#### Task to complete:
Search the records for the string "follows". Copy each line where it occurs.

----- Dataset records

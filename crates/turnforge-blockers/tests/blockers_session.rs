//! Blockers played through the session manager.

use std::sync::Arc;

use turnforge_blockers::{
    BlockersGame, Board, Cell, PlacementError, Quadrant, TurnArgs, take_turn,
};
use turnforge_session::{
    Caller, Session, SessionConfig, SessionError, SessionManager, SessionStatus,
};
use turnforge_store::{MemoryCache, MemoryStore};

type Manager = SessionManager<MemoryStore, MemoryCache>;

fn manager() -> Arc<Manager> {
    Arc::new(SessionManager::new(
        MemoryStore::new(),
        MemoryCache::new(),
        SessionConfig::default(),
    ))
}

/// Creates a game with `n` players and starts it in join order.
async fn started(m: &Manager, n: usize) -> Vec<Caller> {
    let mut callers = vec![Caller::anonymous(); n];
    let game = m.create::<BlockersGame>(&mut callers[0]).await.unwrap().id;
    for caller in callers.iter_mut().skip(1) {
        m.join::<BlockersGame>(caller, game).await.unwrap();
    }
    m.start::<BlockersGame>(&callers[0], false).await.unwrap();
    callers
}

async fn play(
    m: &Manager,
    caller: &Caller,
    args: TurnArgs,
) -> Result<Session<BlockersGame>, SessionError> {
    m.take_turn::<BlockersGame, _, _>(caller, move |ctx| take_turn(ctx, &args)).await
}

fn corner(q: usize) -> u16 {
    Quadrant::ALL[q].start_corner() as u16
}

#[tokio::test]
async fn test_first_move_must_cover_corner() {
    let m = manager();
    let players = started(&m, 2).await;

    let err = play(&m, &players[0], TurnArgs::place(0, Board::index(3, 3) as u16))
        .await
        .unwrap_err();
    assert_eq!(err.rule::<PlacementError>(), Some(&PlacementError::FirstCornerRequired));

    let session = play(&m, &players[0], TurnArgs::place(0, corner(0))).await.unwrap();
    assert_eq!(session.payload.board().get(0), Some(Cell::Taken(Quadrant::ALL[0])));
    assert_eq!(session.turn, 1);
}

#[tokio::test]
async fn test_two_players_alternate_quadrants() {
    let m = manager();
    let players = started(&m, 2).await;

    // turn 0: player 0 plays q0, turn 1: player 1 plays q1,
    // turn 2: player 0 plays q2, turn 3: player 1 plays q3
    for turn in 0..4 {
        let session = play(&m, &players[turn % 2], TurnArgs::place(0, corner(turn)))
            .await
            .unwrap();
        let q = Quadrant::ALL[turn];
        assert_eq!(session.payload.board().get(q.start_corner()), Some(Cell::Taken(q)));
    }
}

#[tokio::test]
async fn test_three_players_never_play_fourth_quadrant() {
    let m = manager();
    let players = started(&m, 3).await;

    for turn in 0..3 {
        play(&m, &players[turn], TurnArgs::place(0, corner(turn)))
            .await
            .unwrap();
    }

    let game = m
        .active(&players[0])
        .await
        .unwrap()
        .unwrap()
        .id;
    let session = m.get::<BlockersGame>(game, None).await.unwrap().unwrap();
    // q2's turn skipped q3: turn 4 is q0 again, played by players[1]
    assert_eq!(session.turn, 4);
    assert!(session.is_turn_of(players[1].participant().unwrap()));
    assert_eq!(session.payload.board().count(Quadrant::ALL[3]), 0);
}

#[tokio::test]
async fn test_passing_ends_and_finishes() {
    let m = manager();
    let players = started(&m, 2).await;

    let mut last = None;
    for turn in 0..4 {
        last = Some(play(&m, &players[turn % 2], TurnArgs::pass()).await.unwrap());
    }

    let session = last.unwrap();
    assert_eq!(session.status, SessionStatus::Finished);
    assert!(m.active(&players[0]).await.unwrap().is_none());
}

#[tokio::test]
async fn test_pass_skips_ended_quadrant() {
    let m = manager();
    let players = started(&m, 2).await;

    play(&m, &players[0], TurnArgs::place(0, corner(0))).await.unwrap();
    // q1 passes for the rest of the game
    play(&m, &players[1], TurnArgs::pass()).await.unwrap();
    play(&m, &players[0], TurnArgs::place(0, corner(2))).await.unwrap();
    let session = play(&m, &players[1], TurnArgs::place(0, corner(3))).await.unwrap();

    // after q3 comes q0, then q1 is skipped on the following turn
    assert_eq!(session.turn, 4);
    let session = play(&m, &players[0], TurnArgs::place(1, Board::index(1, 1) as u16))
        .await
        .unwrap();
    assert_eq!(session.turn, 6);
    assert!(session.is_turn_of(players[0].participant().unwrap()));
}

#[tokio::test]
async fn test_rejected_placement_keeps_turn() {
    let m = manager();
    let players = started(&m, 2).await;
    play(&m, &players[0], TurnArgs::place(0, corner(0))).await.unwrap();
    play(&m, &players[1], TurnArgs::place(0, corner(1))).await.unwrap();
    play(&m, &players[0], TurnArgs::place(0, corner(2))).await.unwrap();
    play(&m, &players[1], TurnArgs::place(0, corner(3))).await.unwrap();

    // q0 again: touching its own piece edge to edge
    let err = play(&m, &players[0], TurnArgs::place(1, 1)).await.unwrap_err();
    assert_eq!(err.rule::<PlacementError>(), Some(&PlacementError::FaceToFace(0)));

    let session = play(&m, &players[0], TurnArgs::place(1, Board::index(1, 1) as u16))
        .await
        .unwrap();
    assert_eq!(session.turn, 5);
}

#[tokio::test]
async fn test_concurrent_turns_land_once() {
    let m = manager();
    let players = started(&m, 2).await;
    let mover = players[0];

    let mut handles = Vec::new();
    for _ in 0..6 {
        let m = Arc::clone(&m);
        handles.push(tokio::spawn(async move {
            play(&m, &mover, TurnArgs::place(0, corner(0))).await
        }));
    }

    let mut ok = 0;
    for handle in handles {
        match handle.await.unwrap() {
            Ok(session) => {
                ok += 1;
                assert_eq!(session.payload.board().count(Quadrant::ALL[0]), 1);
            }
            Err(err) => assert!(err.is_precondition() || err.rule::<PlacementError>().is_some()),
        }
    }
    assert_eq!(ok, 1);
}
//! Session manager: every transactional operation on a session envelope.
//!
//! Each mutating operation follows the same shape:
//!
//! ```text
//! begin ─→ lock row ─→ decode ─→ validate ─→ mutate ─→ encode
//!                                    │                    │
//!                             (reject: rollback)    update + commit
//!                                                         │
//!                                                  cache.set(bytes)
//!                                                         │
//!                                                    release lock
//! ```
//!
//! The row lock is held from the read until the cache write that follows
//! the commit, so two mutations of the same session serialize and their
//! cache writes land in commit order. A rejection rolls the transaction
//! back explicitly; any other early return (or a panic in game logic)
//! drops it, which rolls back as well. The cache is written only after a
//! successful commit, with the exact bytes that went to the store.

use std::sync::Arc;
use std::time::Duration;

use chrono::{DateTime, TimeDelta, Utc};
use rand::seq::SliceRandom;
use serde::Serialize;
use turnforge_protocol::{Codec, Id, JsonCodec};
use turnforge_store::{Cache, GameRow, Store, Transaction};

use crate::identity::{Caller, IdSource, SortableIds};
use crate::payload::{GamePayload, TurnContext};
use crate::session::{Session, SessionConfig, SessionHeader, SessionStatus};
use crate::SessionError;

/// The game a caller is currently playing, as returned by
/// [`SessionManager::active`].
#[derive(Debug, Clone, PartialEq, Eq, Serialize)]
#[serde(rename_all = "camelCase")]
pub struct ActiveGame {
    pub game_type: String,
    pub id: Id,
}

/// Owns the collaborators and runs the session lifecycle against them.
///
/// One manager serves every game type: the payload type is chosen per
/// call. Share it across tasks behind an `Arc`.
pub struct SessionManager<S, K, C = JsonCodec> {
    store: S,
    cache: K,
    codec: C,
    ids: Arc<dyn IdSource>,
    config: SessionConfig,
}

impl<S: Store, K: Cache> SessionManager<S, K, JsonCodec> {
    /// Creates a manager that serializes envelopes as JSON.
    pub fn new(store: S, cache: K, config: SessionConfig) -> Self {
        Self::with_codec(store, cache, JsonCodec, config)
    }
}
use turnforge::game::{BOARD_DIMS, Board, Cell};
use turnforge::prelude::*;

// ---------------------------------------------------------------------------
// Script
// ---------------------------------------------------------------------------

/// Opening moves for a two-player game: each quadrant claims its corner
/// with the 2×2 square, then extends diagonally with the domino.
fn script() -> Vec<TurnArgs> {
    let mut moves = Vec::new();
    for q in Quadrant::ALL {
        let corner = q.start_corner();
        let (x, y) = Board::coords(corner);
        // top-left of the 2×2 box that covers the corner
        let bx = x.saturating_sub(1);
        let by = y.saturating_sub(1);
        moves.push(TurnArgs::place(5, Board::index(bx as u8, by as u8) as u16));
    }
    for (x, y) in [(2, 2), (16, 2), (16, 17), (2, 17)] {
        moves.push(TurnArgs::place(1, Board::index(x, y) as u16));
    }
    moves
}

fn render(board: &Board) -> String {
    let dims = usize::from(BOARD_DIMS);
    let mut out = String::with_capacity(board.cells().len() + dims);
    for row in board.cells().chunks(dims) {
        out.push('\n');
        for cell in row {
            out.push(match cell {
                Cell::Empty => '.',
                Cell::Taken(q) => char::from(b'A' + q.index() as u8),
            });
        }
    }
    out
}

// ---------------------------------------------------------------------------
// Main
// ---------------------------------------------------------------------------

#[tokio::main]
async fn main() -> Result<(), TurnforgeError> {
    turnforge::init_tracing();

    let tf = TurnforgeBuilder::new()
        .build(MemoryStore::new(), MemoryCache::new())
        .await;
    let blockers = tf.blockers();

    let mut alice = Caller::anonymous();
    let mut bob = Caller::anonymous();
    let game = blockers.new_game(&mut alice).await?.id;
    blockers.join(&mut bob, game).await?;
    blockers.start(&alice, true).await?;
    let players = [alice, bob];

    // Whoever moves first after the shuffle.
    let mut session = blockers
        .get(game, None)
        .await?
        .ok_or(SessionError::NotFound(game))?;

    let rejected = TurnArgs::place(0, Board::index(9, 9) as u16);
    let Some(mover) = blockers.whose_turn(game, &players).await? else {
        tracing::warn!(%game, "nobody to move");
        return Ok(());
    };
    match blockers.take_turn(&players[mover], rejected).await {
        Err(TurnforgeError::Placement(err)) => tracing::info!(%err, "illegal opening rejected"),
        other => tracing::warn!(?other, "expected a placement error"),
    }

    for args in script() {
        let Some(mover) = blockers.whose_turn(game, &players).await? else {
            break;
        };
        session = blockers.take_turn(&players[mover], args).await?;
        tracing::info!(turn = session.turn, mover, piece = args.piece, "placed");
    }
    tracing::info!(board = %render(session.payload.board()), "after opening");

    while session.status == SessionStatus::Started {
        let Some(mover) = blockers.whose_turn(game, &players).await? else {
            break;
        };
        session = blockers.take_turn(&players[mover], TurnArgs::pass()).await?;
        tracing::info!(turn = session.turn, mover, "passed");
    }
    tracing::info!(status = %session.status, turn = session.turn, "game over");

    if let Some(stats) = tf.shutdown().await? {
        tracing::info!(runs = stats.runs, deleted = stats.deleted, "sweeper stopped");
    }
    Ok(())
}
//! # Turnforge
//!
//! Server-side engine for turn-based multiplayer games.
//!
//! Turnforge keeps every game in a generic session envelope (players,
//! turn counter, status) stored transactionally, and lets each game type
//! supply only its payload and rules. Blockers, a four-colour polyomino
//! placement game, ships as the first game type.
//!
//! ```text
//! Blockers service  ← typed operations, placement errors
//!     ↕
//! SessionManager    ← row locks, arbitration, cache discipline
//!     ↕
//! Store + Cache     ← transactions, membership index, TTL cache
//! ```
//!
//! ## Quick Start
//!
//! ```rust,no_run
//! use turnforge::prelude::*;
//!
//! # async fn run() -> Result<(), TurnforgeError> {
//! let tf = TurnforgeBuilder::new()
//!     .build(MemoryStore::new(), MemoryCache::new())
//!     .await;
//! let blockers = tf.blockers();
//!
//! let mut alice = Caller::anonymous();
//! let mut bob = Caller::anonymous();
//! let game = blockers.new_game(&mut alice).await?;
//! blockers.join(&mut bob, game.id).await?;
//! blockers.start(&alice, false).await?;
//! blockers.take_turn(&alice, TurnArgs::place(0, 0)).await?;
//! # Ok(())
//! # }
//! ```

mod blockers;
mod config;
mod error;
mod server;

pub use blockers::{Blockers, BlockersSession};
pub use config::TurnforgeConfig;
pub use error::TurnforgeError;
pub use server::{Turnforge, TurnforgeBuilder};

pub use turnforge_blockers as game;
pub use turnforge_protocol as protocol;
pub use turnforge_session as session;
pub use turnforge_store as store;
pub use turnforge_sweep as sweep;

/// Installs a `tracing` subscriber that honours `RUST_LOG`, defaulting
/// to `info`. Does nothing if a subscriber is already installed.
pub fn init_tracing() {
    let _ = tracing_subscriber::fmt()
        .with_env_filter(
            tracing_subscriber::EnvFilter::try_from_default_env()
                .unwrap_or_else(|_| tracing_subscriber::EnvFilter::new("info")),
        )
        .try_init();
}

pub mod prelude {
    pub use crate::{
        Blockers, BlockersSession, Turnforge, TurnforgeBuilder, TurnforgeConfig, TurnforgeError,
    };
    pub use turnforge_blockers::{BlockersGame, PlacementError, Quadrant, TurnArgs};
    pub use turnforge_protocol::Id;
    pub use turnforge_session::{Caller, GamePayload, SessionError, SessionStatus};
    pub use turnforge_store::{MemoryCache, MemoryStore};
}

----------

#### Exercise solution:
//! Each mutating operation follows the same shape:
//! The row lock is held from the read until the cache write that follows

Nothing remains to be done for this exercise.